ROMA – Orari “eccessivamente lunghi” e “salari troppo bassi per coprire i bisogni elementari” e migranti senza documenti “lasciati in un limbo, senza poter accedere a lavori regolari”: secondo l’Onu, metà della manodopera agricola italiana è costituita da migranti, per lo più irregolari, la categoria più debole. Manodopera “sfruttata dal sofisticato sistema alimentare dell’Italia”. L’atto d’accusa è contenuto in un comunicato dell’inviata esperta di diritti umani delle Nazioni Unite, Hilal Elver. “Malgrado un Pil stimato di 2,84 mila miliardi di dollari, imprese innovative rinomate nel mondo, un vasto settore agricolo e un’industria manifatturiera moderna, i lavoratori e piccoli agricoltori portano un pesante fardello e sono sfruttati dalla sofisticata industria alimentare italiana”, scrive nella nota Hilal Elver, Relatrice Speciale dell’Onu per il diritto all’alimentazione, al termine di una visita di 11 giorni nel nostro Paese.

“L’Italia – scrive – è un forte fautore internazionale dei diritti umani, in particolare di quello all’alimentazione, ma questo non ha la stessa risonanza sul piano interno”.

“Ho parlato – aggiunge, citata dalla nota – con persone che dipendono dai banchi alimentari e dalle istituzioni caritatevoli per il loro prossimo pasto; lavoratori agricoli che lavorano con orari troppo lunghi in condizioni difficili e con un salario troppo basso per coprire i loro bisogni elementari; migranti senza documenti lasciati in un limbo con nessun accesso a lavori regolari né la possibilità di affittare un locale decente dove vivere, e studenti che non hanno accesso alle mense scolastiche perché le loro famiglie sono troppo povere per poterle pagare”. Secindo Elver, “come Paese sviluppato come terza economia in Europa, questi livelli di povertà e di sicurezza alimentare sono inaccettabili”. Il governo italiano, fa sapere l’esperta Onu, dovrebbe capire che “la carità non va confusa con il diritto ad alimentarsi”.

Metà circa della manodopera del settore agricolo, scrive nel suo rapporto l’Onu, è costituita da braccianti migranti, che formano uno dei gruppi più vulnerabili e che a lavorare sono fra i 450 mila a mezzo milione.
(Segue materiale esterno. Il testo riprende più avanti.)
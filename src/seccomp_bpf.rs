//! Builds the seccomp-bpf program installed in the initial tracee: by
//! default every syscall generates a PTRACE_EVENT_SECCOMP stop; syscalls
//! issued from the buffered-syscall call sites are allowed straight
//! through.

use crate::{
    bindings::kernel::seccomp_data,
    kernel_supplement::{SECCOMP_RET_ALLOW, SECCOMP_RET_DATA, SECCOMP_RET_TRACE},
    remote_code_ptr::RemoteCodePtr,
};
use libc::{sock_filter, BPF_ABS, BPF_JEQ, BPF_JMP, BPF_K, BPF_LD, BPF_RET, BPF_W};
use std::convert::TryInto;

fn bpf_stmt(code: u16, k: u32) -> sock_filter {
    sock_filter {
        code,
        jt: 0,
        jf: 0,
        k,
    }
}

fn bpf_jump(code: u16, k: u32, jt: u8, jf: u8) -> sock_filter {
    sock_filter { code, jt, jf, k }
}

#[derive(Clone, Default)]
pub struct SeccompFilter {
    pub filters: Vec<sock_filter>,
}

impl SeccompFilter {
    pub fn new() -> SeccompFilter {
        SeccompFilter {
            filters: Vec::new(),
        }
    }

    pub fn allow(&mut self) {
        self.filters
            .push(bpf_stmt((BPF_RET + BPF_K) as u16, SECCOMP_RET_ALLOW));
    }

    pub fn trace(&mut self) {
        self.filters.push(bpf_stmt(
            (BPF_RET + BPF_K) as u16,
            SECCOMP_RET_TRACE | SECCOMP_RET_DATA,
        ));
    }

    pub fn allow_syscalls_from_callsite(&mut self, ip: RemoteCodePtr) {
        let inst_ptr = offset_of!(seccomp_data, instruction_pointer) as u32;
        let v: u32 = ip.register_value().try_into().unwrap();
        self.filters
            .push(bpf_stmt((BPF_LD + BPF_W + BPF_ABS) as u16, inst_ptr));
        self.filters
            .push(bpf_jump((BPF_JMP + BPF_JEQ + BPF_K) as u16, v, 0, 1));
        self.allow();
    }
}

#[cfg(test)]
mod tests {
    use super::*;

    #[test]
    fn trace_everything_filter() {
        let mut f = SeccompFilter::new();
        f.trace();
        assert_eq!(1, f.filters.len());
        assert_eq!((BPF_RET + BPF_K) as u16, f.filters[0].code);
        assert_eq!(SECCOMP_RET_TRACE | SECCOMP_RET_DATA, f.filters[0].k);
    }

    #[test]
    fn callsite_allowance_precedes_trace() {
        let mut f = SeccompFilter::new();
        f.allow_syscalls_from_callsite(RemoteCodePtr::new(0x7000_0000));
        f.trace();
        assert_eq!(4, f.filters.len());
        // load ip, compare, allow, fall through to trace
        assert_eq!((BPF_LD + BPF_W + BPF_ABS) as u16, f.filters[0].code);
        assert_eq!(0x7000_0000, f.filters[1].k);
        assert_eq!(SECCOMP_RET_ALLOW, f.filters[2].k);
    }
}
//! Per-task hardware performance counters. Ticks are retired conditional
//! branches (taken branches on AMD Zen), counted in userspace only. One
//! counter fd doubles as the interrupt source: it is programmed to overflow
//! after a requested number of ticks and routed to the tracer thread as
//! TIME_SLICE_SIGNAL.

use crate::{
    bindings::perf_event::*,
    flags::Flags,
    kernel_metadata::signal_name,
    kernel_supplement::{f_owner_ex, F_OWNER_TID, F_SETOWN_EX, F_SETSIG},
    scoped_fd::ScopedFd,
    task::Task,
    ticks::Ticks,
};
use libc::{c_ulong, fcntl, ioctl, pid_t, F_SETFL, O_ASYNC};
use nix::{
    errno::errno,
    poll::{poll, PollFd, PollFlags},
    unistd::read,
};
use raw_cpuid::CpuId;
use std::{
    io::{stderr, Write},
    mem::size_of,
    os::unix::io::RawFd,
};

/// Linux doesn't use SIGSTKFLT so we hope tracees don't either.
pub const TIME_SLICE_SIGNAL: i32 = libc::SIGSTKFLT;

const NUM_BRANCHES: u64 = 500;

/// When an interrupt is requested, at most this many further ticks may
/// elapse before it is delivered.
const SKID_SIZE: Ticks = 100;
const AMD_SKID_SIZE: Ticks = 1000;

#[derive(Copy, Clone, Debug, Eq, PartialEq)]
pub enum TicksSemantics {
    RetiredConditionalBranches,
    TakenBranches,
}

/// The per-microarchitecture event selection. The raw event codes follow
/// the Intel/AMD performance monitoring event tables (umask << 8 | evtsel,
/// with the generic-PMU 0x51 prefix Intel tooling uses).
#[derive(Copy, Clone)]
struct PmuConfig {
    name: &'static str,
    ticks_event: u64,
    minus_ticks_event: u64,
    skid_size: Ticks,
    semantics: TicksSemantics,
}

fn intel_rcb(name: &'static str) -> PmuConfig {
    PmuConfig {
        name,
        ticks_event: 0x5101c4, // BR_INST_RETIRED.CONDITIONAL
        minus_ticks_event: 0,
        skid_size: SKID_SIZE,
        semantics: TicksSemantics::RetiredConditionalBranches,
    }
}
In agricoltura, scrive ancora, lavora “la più elevato quota di lavoratori irregolari in relazione al numero totale di impiegati nel settore”.

“Da nord a sud, centinaia di migliaia di braccianti lavorano la terra o accudiscono il bestiame senza protezioni legale o sociale adeguate”. E sotto ricatto, con la “minaccia costante di perdere il lavoro, di venire rimpatriati con la forza o di diventare oggetto di violenza fisica e morale”.

“Lavoratori stagionali e non stagionali trovano spesso nel sistema del caporalato la sola possibilità di vendere la loro manodopera e di ottenere una paga”. La legge 199/2016 “non sembra in grado di difendere i diritti umani di tutti i braccianti, in particolare dei migranti senza documenti, che vengono tenuti in condizione di invisibilità e di paura”.

Lo sfruttamento della manodopera, inoltre, “non è l’unico modo in cui l’illegalità invade la filiera alimentare italiana”, scrive Elver, che parla di “prodotti contaminati abbandonati nelle aree rurali, bruciati o versati nei fiumi; di mercati all’ingrosso in cui gli agricoltori sono costretti ad accettare prezzi così bassi da metterne in gioco la sopravvivenza; dell’acquisto di terra con soldi denaro frutto di attività illegali; dell’uso frequente di fertilizzanti contraffati o tossici, spesso spruzzati da lavoratori senza conoscenze né misure di sicurezza”.

Infine una critica al Decreto Sicurezza di Salvini, che ha “contribuito alla crescita dei migranti senza documenti e la ‘illegalizzazione’ dei richiedenti asilo e spinto sempre più persone nel lavoro irregolare”. “Ci sono (in Italia) circa 680.000 migranti senza documenti, due volte quanti ce n’erano solo cinque anni fa”, conclude l’inviata dell’Onu, che ha visitato Lazio, Lombardia, Toscana, Piemonte, Puglia and Sicilia.